To prohibit state agencies, local governments and their employees from assisting or providing material support to a federal agency in collecting electronic data or metadata concerning any person, except with a warrant (with some legally recognized exceptions), or with an individual's informed consent, or if the information had been collected legally by a state or local agency.

House Bill 4606, Revise medical marijuana law transport regulations: Failed 16 to 19 in the Senate

To repeal a law that bans transporting medical marijuana in a vehicle unless it is enclosed in a case or is in the vehicle’s trunk and is inaccessible from inside the vehicle. The citizen-initiated law that legalized medical marijuana is silent on transporting it, and a recent court ruling held that a person authorized to use medical marijuana cannot be prosecuted under a different law for transporting it. A motion to reconsider the vote was adopted so it may come up again.

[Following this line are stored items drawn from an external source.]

use std::{
    io::{self, Write},
    sync::{Mutex, MutexGuard, PoisonError},
};

use log::warn;

/// Redirects the process' stdout and stderr to the null device until dropped.
///
/// Descriptors are process-global, so suppression is too: while any guard is
/// alive, every thread's output is discarded, including rank 0's when several
/// ranks share a process. Guards are counted; the first one saves the real
/// descriptors and the last one dropped restores them, in whatever order the
/// guards are released, including while unwinding.
pub struct SuppressGuard {
    _private: (),
}

/// Shared by every guard of the process.
struct Suppression {
    holders: usize,
    #[cfg(unix)]
    saved: Vec<(i32, std::os::fd::OwnedFd)>,
}

static SUPPRESSION: Mutex<Suppression> = Mutex::new(Suppression {
    holders: 0,
    #[cfg(unix)]
    saved: Vec::new(),
});

fn suppression() -> MutexGuard<'static, Suppression> {
    SUPPRESSION.lock().unwrap_or_else(PoisonError::into_inner)
}

impl SuppressGuard {
    /// Starts discarding stdout and stderr, or joins the suppression already in place.
    ///
    /// # Errors
    /// Fails if the null device can't be opened or a descriptor can't be duplicated;
    /// in that case nothing stays redirected.
    pub fn acquire() -> io::Result<Self> {
        let mut state = suppression();

        if state.holders == 0 {
            redirect(&mut state)?;
        }
        state.holders += 1;

        Ok(Self { _private: () })
    }

    /// Amount of guards currently alive in the process.
    pub fn holders() -> usize {
        suppression().holders
    }
}

impl Drop for SuppressGuard {
    fn drop(&mut self) {
        let mut state = suppression();

        state.holders = state.holders.saturating_sub(1);
        if state.holders == 0 {
            restore(&mut state);
        }
    }
}

#[cfg(unix)]
fn redirect(state: &mut Suppression) -> io::Result<()> {
    use std::{fs::OpenOptions, os::fd::AsRawFd};

    flush_std();

    let null = OpenOptions::new().write(true).open("/dev/null")?;

    for fd in [libc::STDOUT_FILENO, libc::STDERR_FILENO] {
        let saved = dup(fd)?;
        // SAFETY: both descriptors are open for the duration of the call.
        if unsafe { libc::dup2(null.as_raw_fd(), fd) } < 0 {
            let err = io::Error::last_os_error();
            restore(state);
            return Err(err);
        }
        state.saved.push((fd, saved));
    }

    Ok(())
}

#[cfg(unix)]
fn restore(state: &mut Suppression) {
    use std::os::fd::AsRawFd;

    flush_std();

    for (fd, saved) in state.saved.drain(..).rev() {
        // SAFETY: `saved` is an owned, open duplicate of the descriptor it replaced.
        if unsafe { libc::dup2(saved.as_raw_fd(), fd) } < 0 {
            warn!(fd = fd; "failed to restore descriptor: {}", io::Error::last_os_error());
        }
    }
}

#[cfg(unix)]
fn dup(fd: i32) -> io::Result<std::os::fd::OwnedFd> {
    use std::os::fd::FromRawFd;

    // SAFETY: `dup` has no memory-safety preconditions.
    let raw = unsafe { libc::dup(fd) };
    if raw < 0 {
        return Err(io::Error::last_os_error());
    }

    // SAFETY: `raw` was just returned by `dup` and is owned by nobody else.
    Ok(unsafe { std::os::fd::OwnedFd::from_raw_fd(raw) })
}

#[cfg(not(unix))]
fn redirect(_state: &mut Suppression) -> io::Result<()> {
    warn!("output suppression is only supported on unix, output stays visible");
    Ok(())
}

#[cfg(not(unix))]
fn restore(_state: &mut Suppression) {}

/// Pushes out anything buffered so it lands on the descriptor it was written for.
fn flush_std() {
    let _ = io::stdout().flush();
    let _ = io::stderr().flush();
}
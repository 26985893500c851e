use std::sync::{Arc, Barrier};

use log::debug;

use crate::config::Rendezvous;
use crate::error::{ParallelErr, Result};

/// What a participant announces when joining the group.
#[derive(Debug, Clone, PartialEq, Eq)]
pub struct GroupOptions {
    /// Name of the framework's communication backend.
    pub backend: String,
    pub rendezvous: Rendezvous,
    pub rank: usize,
    pub world_size: usize,
}

/// A framework communication context binding a fixed set of participants.
///
/// Both calls are collective: they block until every participant makes them.
pub trait ProcessGroup {
    fn join(&mut self, opts: &GroupOptions) -> Result<()>;

    fn leave(&mut self) -> Result<()>;
}

impl<G: ProcessGroup + ?Sized> ProcessGroup for Box<G> {
    fn join(&mut self, opts: &GroupOptions) -> Result<()> {
        (**self).join(opts)
    }

    fn leave(&mut self) -> Result<()> {
        (**self).leave()
    }
}

/// A group of threads within a single process, synchronized by a barrier.
#[derive(Debug, Clone)]
pub struct LocalGroup {
    barrier: Arc<Barrier>,
    size: usize,
    rank: Option<usize>,
}

impl LocalGroup {
    /// Creates a new `LocalGroup`.
    ///
    /// Every participant must hold a clone of the same group.
    ///
    /// # Arguments
    /// * `size` - The amount of participants.
    ///
    /// # Returns
    /// A new `LocalGroup` instance.
    pub fn new(size: usize) -> Self {
        Self {
            barrier: Arc::new(Barrier::new(size)),
            size,
            rank: None,
        }
    }
}

impl ProcessGroup for LocalGroup {
    fn join(&mut self, opts: &GroupOptions) -> Result<()> {
        if opts.world_size != self.size {
            return Err(ParallelErr::Communication {
                rank: opts.rank,
                msg: format!(
                    "world size {} does not match the local group size {}",
                    opts.world_size, self.size
                ),
            });
        }

        self.barrier.wait();
        self.rank = Some(opts.rank);
        debug!(rank = opts.rank, world_size = self.size; "joined local group");
        Ok(())
    }

    fn leave(&mut self) -> Result<()> {
        let Some(rank) = self.rank.take() else {
            return Err(ParallelErr::Communication {
                rank: 0,
                msg: "left a local group that was never joined".into(),
            });
        };

        self.barrier.wait();
        debug!(rank = rank; "left local group");
        Ok(())
    }
}
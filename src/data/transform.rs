use crate::error::Result;

/// A per-sample preprocessing step.
///
/// Closures `Fn(In) -> Result<Out>` are transforms; steps are chained with
/// [`TransformExt::then`] to build a pipeline.
pub trait Transform<In>: Send + Sync {
    type Out;

    fn apply(&self, input: In) -> Result<Self::Out>;
}

impl<In, Out, F> Transform<In> for F
where
    F: Fn(In) -> Result<Out> + Send + Sync,
{
    type Out = Out;

    #[inline]
    fn apply(&self, input: In) -> Result<Out> {
        self(input)
    }
}

/// Passes its input through untouched.
#[derive(Debug, Clone, Copy, Default)]
pub struct Identity;

impl<In> Transform<In> for Identity {
    type Out = In;

    #[inline]
    fn apply(&self, input: In) -> Result<In> {
        Ok(input)
    }
}

/// Runs `A`, then feeds its output to `B`.
#[derive(Debug, Clone, Copy)]
pub struct Then<A, B> {
    first: A,
    second: B,
}

impl<In, A, B> Transform<In> for Then<A, B>
where
    A: Transform<In>,
    B: Transform<A::Out>,
{
    type Out = B::Out;

    fn apply(&self, input: In) -> Result<Self::Out> {
        self.second.apply(self.first.apply(input)?)
    }
}

pub trait TransformExt<In>: Transform<In> + Sized {
    /// Appends `next` to this pipeline.
    fn then<B>(self, next: B) -> Then<Self, B>
    where
        B: Transform<Self::Out>,
    {
        Then {
            first: self,
            second: next,
        }
    }
}

impl<In, T: Transform<In>> TransformExt<In> for T {}
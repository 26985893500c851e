mod spawn;
mod stdio;
mod worker;

use log::info;
use serde::{Serialize, de::DeserializeOwned};

pub use spawn::{
    ENV_LOCAL_RANK, ENV_RANK, ENV_RESULT_PATH, ENV_WORLD_SIZE, ProcessSpawner, Spawner,
    ThreadSpawner,
};
pub use stdio::SuppressGuard;
pub use worker::{Worker, WorkerState};

use crate::backend::Backend;
use crate::config::LaunchConfig;
use crate::error::{ParallelErr, Result};
use crate::group::GroupOptions;

/// Starts one worker per device and runs a training function on each of them.
pub struct Launcher<B, S = ProcessSpawner> {
    config: LaunchConfig,
    backend: B,
    spawner: S,
}

impl<B: Backend> Launcher<B> {
    /// Creates a launcher spawning one process per device by re-executing the current binary.
    ///
    /// # Errors
    /// Fails if the current executable can't be located.
    pub fn new(config: LaunchConfig, backend: B) -> Result<Self> {
        Ok(Self::with_spawner(config, backend, ProcessSpawner::current()?))
    }
}

impl<B: Backend, S: Spawner> Launcher<B, S> {
    pub fn with_spawner(config: LaunchConfig, backend: B, spawner: S) -> Self {
        Self {
            config,
            backend,
            spawner,
        }
    }

    #[inline]
    pub fn config(&self) -> &LaunchConfig {
        &self.config
    }

    #[inline]
    pub fn backend(&self) -> &B {
        &self.backend
    }

    /// The amount of workers `launch` starts.
    ///
    /// # Errors
    /// Returns `InvalidConfig` when there's nothing to run on.
    pub fn world_size(&self) -> Result<usize> {
        let world_size = self
            .config
            .world_size
            .unwrap_or_else(|| self.backend.device_count());

        if world_size == 0 {
            return Err(ParallelErr::InvalidConfig(
                "no compute devices available".into(),
            ));
        }

        Ok(world_size)
    }

    /// Runs `f(rank)` on every worker and returns the results in rank order.
    ///
    /// Each worker joins the process group, runs `f`, and leaves the group even
    /// if `f` fails. Unless disabled, every rank but 0 runs `f` with stdout and
    /// stderr silenced. With a spawner sharing one process among ranks, such as
    /// `ThreadSpawner`, the silencing applies to the whole process, so rank 0's
    /// output is lost while any other rank is still running `f`; the output is
    /// restored once every rank is done.
    ///
    /// # Errors
    /// Fails as soon as any worker fails; there are no retries.
    pub fn launch<T, F>(&self, f: F) -> Result<Vec<T>>
    where
        T: Serialize + DeserializeOwned + Send,
        F: Fn(usize) -> Result<T> + Sync,
    {
        let world_size = self.world_size()?;

        info!(
            world_size = world_size,
            backend = self.config.backend.as_str(),
            addr = self.config.rendezvous.addr.as_str(),
            port = self.config.rendezvous.port;
            "launching training"
        );

        let backend = &self.backend;
        let config = &self.config;
        let f = &f;

        let results = self
            .spawner
            .spawn(&config.rendezvous, world_size, move |rank| {
                let group = backend.process_group(rank)?;
                let opts = GroupOptions {
                    backend: config.backend.clone(),
                    rendezvous: config.rendezvous.clone(),
                    rank,
                    world_size,
                };

                Worker::new(group, opts)
                    .suppress_io(config.suppress_io)
                    .run(f)
            })?;

        info!(world_size = world_size; "training finished");
        Ok(results)
    }
}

House Bill 4535, Give 30 days “grace” to affix license plate tab: Passed 37 to 0 in the Senate

To authorize a 30 day “grace” period between the time a person pays the vehicle registration tax and when they actually affix the license plate or tab to the vehicle.

House Bill 5438, Define withholding drugs as human trafficking coercion: Passed 108 to 1 in the House

To expand the definition of coercion in a law addressing human trafficking, so it includes “controlling or facilitating access to controlled substances for no legitimate medical purpose.”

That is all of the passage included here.